• [Task prompt] Below are records; how many of their lines contain "body"? Reply with the number and no other words.

=== Given entries ===

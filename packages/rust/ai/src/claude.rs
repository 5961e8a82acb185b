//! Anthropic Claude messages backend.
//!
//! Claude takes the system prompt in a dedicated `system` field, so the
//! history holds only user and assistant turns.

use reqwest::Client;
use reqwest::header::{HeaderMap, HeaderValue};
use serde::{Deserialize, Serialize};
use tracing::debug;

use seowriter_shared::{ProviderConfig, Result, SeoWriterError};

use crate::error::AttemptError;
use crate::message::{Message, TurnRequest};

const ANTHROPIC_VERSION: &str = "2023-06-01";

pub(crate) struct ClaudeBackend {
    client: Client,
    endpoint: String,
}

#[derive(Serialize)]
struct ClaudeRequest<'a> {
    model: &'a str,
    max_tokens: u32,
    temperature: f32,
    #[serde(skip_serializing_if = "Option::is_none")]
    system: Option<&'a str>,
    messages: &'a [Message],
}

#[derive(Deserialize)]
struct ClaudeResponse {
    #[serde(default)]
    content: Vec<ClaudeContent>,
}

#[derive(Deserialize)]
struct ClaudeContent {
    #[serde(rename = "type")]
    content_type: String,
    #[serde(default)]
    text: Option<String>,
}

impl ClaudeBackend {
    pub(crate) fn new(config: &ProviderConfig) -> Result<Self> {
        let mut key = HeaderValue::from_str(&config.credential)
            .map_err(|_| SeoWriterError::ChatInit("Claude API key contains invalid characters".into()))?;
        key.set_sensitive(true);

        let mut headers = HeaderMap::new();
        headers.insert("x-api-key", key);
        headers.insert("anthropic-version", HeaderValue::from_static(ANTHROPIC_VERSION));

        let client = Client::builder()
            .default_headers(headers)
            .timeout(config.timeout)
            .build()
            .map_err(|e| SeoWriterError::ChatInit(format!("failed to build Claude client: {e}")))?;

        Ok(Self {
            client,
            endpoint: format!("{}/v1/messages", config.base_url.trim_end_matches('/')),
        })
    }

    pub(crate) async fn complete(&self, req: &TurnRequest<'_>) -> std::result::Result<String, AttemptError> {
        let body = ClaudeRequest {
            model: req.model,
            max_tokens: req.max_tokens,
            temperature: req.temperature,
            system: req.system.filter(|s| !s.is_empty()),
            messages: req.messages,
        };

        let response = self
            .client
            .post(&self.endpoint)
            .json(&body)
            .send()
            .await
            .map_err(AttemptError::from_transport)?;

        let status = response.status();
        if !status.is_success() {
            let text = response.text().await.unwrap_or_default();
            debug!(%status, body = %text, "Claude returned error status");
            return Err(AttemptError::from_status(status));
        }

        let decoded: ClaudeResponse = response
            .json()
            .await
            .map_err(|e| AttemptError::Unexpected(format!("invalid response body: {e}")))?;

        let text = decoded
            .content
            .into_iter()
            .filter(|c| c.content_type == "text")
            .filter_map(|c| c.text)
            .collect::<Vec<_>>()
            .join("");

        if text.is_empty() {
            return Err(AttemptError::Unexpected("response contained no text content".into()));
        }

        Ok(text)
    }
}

===

• [Solution below] 4